His petulant defiance disappeared, as well as the helplessness for which it was a shield.
He was completely uncultivated from the foundation. Grown up among ignorant men who profited by his early unfolding talent, and misused it in order to earn money thereby; sentenced consequently as a child to just as many hours of hard musical practice as his poor still undeveloped body could endure, he had, at fourteen years of age, when he could barely read and write, not even the consciousness of his lack of knowledge. That came later, came when great people began to be interested in him. But then it was painful and humiliating beyond measure.
Whatever one can acquire in later years he acquired. Another would have made a show of the astonishing amount of reading which he had accomplished in the course of years, but he never learned to display his lately won intellectual riches with grace. He had not the frivolity of superficial men. Much too clever not to be conscious that his little bit of supplementary cultivation was still only patchwork, even if made of very noble, large patches, he confined his remarks in society, if the conversation was upon anything but music, to a few heavy commonplaces.

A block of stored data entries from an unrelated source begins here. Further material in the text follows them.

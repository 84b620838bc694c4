//! The route → chain snapshot store. One atomic pointer holds the current
//! snapshot; requests pin it once at stream start and keep it for their
//! lifetime, so a swap never mutates what an in-flight request observes.

use std::collections::HashMap;
use std::sync::Arc;

use arc_swap::ArcSwap;
use tracing::{debug, info};

use crate::policy::chain::PolicyChain;

/// An immutable route-key → chain mapping produced from one control-plane
/// update.
pub struct Snapshot {
	version: u64,
	chains: HashMap<String, Arc<PolicyChain>>,
}

impl Snapshot {
	pub fn empty() -> Self {
		Self {
			version: 0,
			chains: HashMap::new(),
		}
	}

	pub fn new(version: u64, chains: HashMap<String, Arc<PolicyChain>>) -> Self {
		Self { version, chains }
	}

	pub fn version(&self) -> u64 {
		self.version
	}

	pub fn chain(&self, route_key: &str) -> Option<Arc<PolicyChain>> {
		self.chains.get(route_key).cloned()
	}

	pub fn len(&self) -> usize {
		self.chains.len()
	}

	pub fn is_empty(&self) -> bool {
		self.chains.is_empty()
	}
}

pub struct SnapshotStore {
	current: ArcSwap<Snapshot>,
}

impl Default for SnapshotStore {
	fn default() -> Self {
		Self::new()
	}
}

impl SnapshotStore {
	pub fn new() -> Self {
		Self {
			current: ArcSwap::from_pointee(Snapshot::empty()),
		}
	}

	/// Pins the current snapshot. Callers hold the Arc for the life of the
	/// request; superseded snapshots stay alive until the last holder drops.
	pub fn current(&self) -> Arc<Snapshot> {
		self.current.load_full()
	}

	/// Installs a snapshot if its version is newer than the current one.
	/// Out-of-order deliveries are discarded. There is a single writer (the
	/// control-plane subscriber), so load-then-store does not race.
	pub fn install(&self, snapshot: Snapshot) -> bool {
		let current = self.current.load();
		if snapshot.version <= current.version() {
			debug!(
				incoming = snapshot.version,
				current = current.version(),
				"discarding out-of-order snapshot"
			);
			return false;
		}
		info!(
			version = snapshot.version,
			routes = snapshot.len(),
			"installing route snapshot"
		);
		self.current.store(Arc::new(snapshot));
		true
	}
}
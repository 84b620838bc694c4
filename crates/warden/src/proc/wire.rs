//! Conversions between the ext_proc wire types and the engine's internal
//! request state.

use std::collections::HashMap;

use protos::envoy::config::core::v3 as core;
use protos::envoy::extensions::filters::http::ext_proc::v3 as mode;
use protos::envoy::r#type::v3 as envoy_type;
use protos::envoy::service::ext_proc::v3 as ext_proc;
use protos::envoy::service::ext_proc::v3::processing_response::Response;

use crate::http::Headers;
use crate::policy::ImmediateResponseSpec;
use crate::policy::chain::PolicyChain;

#[cfg(test)]
#[path = "wire_tests.rs"]
mod tests;

/// The namespace Envoy files ext_proc request attributes under.
pub const ATTRIBUTES_NAMESPACE: &str = "envoy.filters.http.ext_proc";
/// The request attribute carrying the matched route's name.
pub const ROUTE_NAME_ATTRIBUTE: &str = "xds.route_name";

/// Pseudo-headers peeled off the proto header map.
#[derive(Debug, Default, PartialEq)]
pub struct PseudoHeaders {
	pub path: String,
	pub method: String,
	pub authority: String,
	pub scheme: String,
	pub status: Option<u16>,
}

/// Splits the proxy's header list into pseudo-headers and the lowercase
/// multimap. Raw values win over the deprecated string field, matching the
/// proto contract.
pub fn split_headers(map: Option<&core::HeaderMap>, into: &mut Headers) -> PseudoHeaders {
	let mut pseudo = PseudoHeaders::default();
	let Some(map) = map else {
		return pseudo;
	};
	for hv in &map.headers {
		let value = header_value(hv);
		match hv.key.as_str() {
			":path" => pseudo.path = value,
			":method" => pseudo.method = value,
			":authority" => pseudo.authority = value,
			":scheme" => pseudo.scheme = value,
			":status" => pseudo.status = value.parse().ok(),
			_ => into.append(&hv.key, value),
		}
	}
	pseudo
}

fn header_value(hv: &core::HeaderValue) -> String {
	if hv.raw_value.is_empty() {
		hv.value.clone()
	} else {
		String::from_utf8_lossy(&hv.raw_value).into_owned()
	}
}

/// Extracts the route key from the proxy-supplied request attributes.
pub fn route_key(attributes: &HashMap<String, prost_types::Struct>) -> Option<String> {
	let ns = attributes.get(ATTRIBUTES_NAMESPACE)?;
	let value = ns.fields.get(ROUTE_NAME_ATTRIBUTE)?;
	match value.kind.as_ref()? {
		prost_types::value::Kind::StringValue(s) if !s.is_empty() => Some(s.clone()),
		_ => None,
	}
}

/// The body-buffering override announced on the first response, derived
/// from the chain's precomputed flags. `None` when nothing needs buffering.
pub fn mode_override(chain: &PolicyChain) -> Option<mode::ProcessingMode> {
	if !chain.requires_request_body && !chain.requires_response_body {
		return None;
	}
	fn body_mode(buffered: bool) -> i32 {
		if buffered {
			mode::processing_mode::BodySendMode::Buffered as i32
		} else {
			mode::processing_mode::BodySendMode::None as i32
		}
	}
	Some(mode::ProcessingMode {
		request_header_mode: mode::processing_mode::HeaderSendMode::Default as i32,
		request_body_mode: body_mode(chain.requires_request_body),
		request_trailer_mode: mode::processing_mode::HeaderSendMode::Default as i32,
		response_header_mode: mode::processing_mode::HeaderSendMode::Default as i32,
		response_body_mode: body_mode(chain.requires_response_body),
		response_trailer_mode: mode::processing_mode::HeaderSendMode::Default as i32,
	})
}

pub fn request_headers_response(
	common: Option<ext_proc::CommonResponse>,
	mode_override: Option<mode::ProcessingMode>,
) -> ext_proc::ProcessingResponse {
	ext_proc::ProcessingResponse {
		response: Some(Response::RequestHeaders(ext_proc::HeadersResponse {
			response: common,
		})),
		mode_override,
		..Default::default()
	}
}

pub fn response_headers_response(
	common: Option<ext_proc::CommonResponse>,
) -> ext_proc::ProcessingResponse {
	ext_proc::ProcessingResponse {
		response: Some(Response::ResponseHeaders(ext_proc::HeadersResponse {
			response: common,
		})),
		..Default::default()
	}
}

pub fn request_body_response(
	common: Option<ext_proc::CommonResponse>,
) -> ext_proc::ProcessingResponse {
	ext_proc::ProcessingResponse {
		response: Some(Response::RequestBody(ext_proc::BodyResponse {
			response: common,
		})),
		..Default::default()
	}
}

pub fn response_body_response(
	common: Option<ext_proc::CommonResponse>,
) -> ext_proc::ProcessingResponse {
	ext_proc::ProcessingResponse {
		response: Some(Response::ResponseBody(ext_proc::BodyResponse {
			response: common,
		})),
		..Default::default()
	}
}

pub fn request_trailers_response() -> ext_proc::ProcessingResponse {
	ext_proc::ProcessingResponse {
		response: Some(Response::RequestTrailers(ext_proc::TrailersResponse {
			header_mutation: None,
		})),
		..Default::default()
	}
}

pub fn response_trailers_response() -> ext_proc::ProcessingResponse {
	ext_proc::ProcessingResponse {
		response: Some(Response::ResponseTrailers(ext_proc::TrailersResponse {
			header_mutation: None,
		})),
		..Default::default()
	}
}

pub fn immediate_response(spec: &ImmediateResponseSpec) -> ext_proc::ProcessingResponse {
	let headers = if spec.headers.is_empty() {
		None
	} else {
		Some(ext_proc::HeaderMutation {
			set_headers: spec
				.headers
				.iter()
				.map(|(name, value)| core::HeaderValueOption {
					header: Some(core::HeaderValue {
						key: name.clone(),
						value: String::new(),
						raw_value: value.as_bytes().to_vec(),
					}),
					append: None,
					append_action:
						core::header_value_option::HeaderAppendAction::OverwriteIfExistsOrAdd as i32,
					keep_empty_value: false,
				})
				.collect(),
			remove_headers: Vec::new(),
		})
	};
	ext_proc::ProcessingResponse {
		response: Some(Response::ImmediateResponse(ext_proc::ImmediateResponse {
			status: Some(envoy_type::HttpStatus {
				code: spec.status as i32,
			}),
			headers,
			body: spec.body.clone(),
			grpc_status: None,
			details: String::new(),
		})),
		..Default::default()
	}
}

With Natalie and her mother it was quite different. He never, indeed, spoke very much, but everything that he said was characteristic, stimulating, interesting, and as, in spite of his sad lack of education, he was free from narrow provincialisms and affectations, and with the capability of assimilation of all barbarians, understood exactly Natalie's pure and poetic being, he never wounded her by a coarse lack of tact, but attracted her doubly by the austere unconventionality of his manner.
Every day he became more sympathetic to her; she had long been indispensable to him.
He was suddenly struck with horror of his past. It seemed to him as if everything that was beautiful in his life had just begun when her pure bright apparition had entered it. She had brought a cooling, healing element to his sultry existence. It was as if one had opened a window in a room full of oppressive vapor--a great breath of sweet, spicy air had purified the atmosphere.
A large part of his intellectual self which had formerly lain fallow, now grew and blossomed. Often, in the morning, he accompanied the ladies to some art collection. Very frequently he occupied a place in the carriage which the princess had hired for their drives.
Every one looked after the carriage, and observed with the same interest the wonderfully beautiful girl, and the great artist, who was not handsome, but whose face once seen could never be forgotten.
What was most remarkable about it was the difference between the expression of his eyes and that of his mouth, a difference which betrayed the entire quality of his inner nature. While his eyes had a spying, at times quite enthusiastic, expression, around the mouth was a trace of intense earthly thirst for enjoyment.
This mingling predestinated him to that eternal discontent of certain great natures who can just as little accustom themselves, on the earth, to a condition of bloodless asceticism as to one of mindless materialism. The first desires no enjoyment of the world, the second pleases itself with whatever is to be had in the world. Those men only who seek the heavenly spark in earthly joys remain forever deceived here. He was destined never to cease to seek it. Even in gray old age, when his finely cut lips were satiated with enjoyment, and were fixed in a grimace of incessant, sad disgust, his eyes still sought it.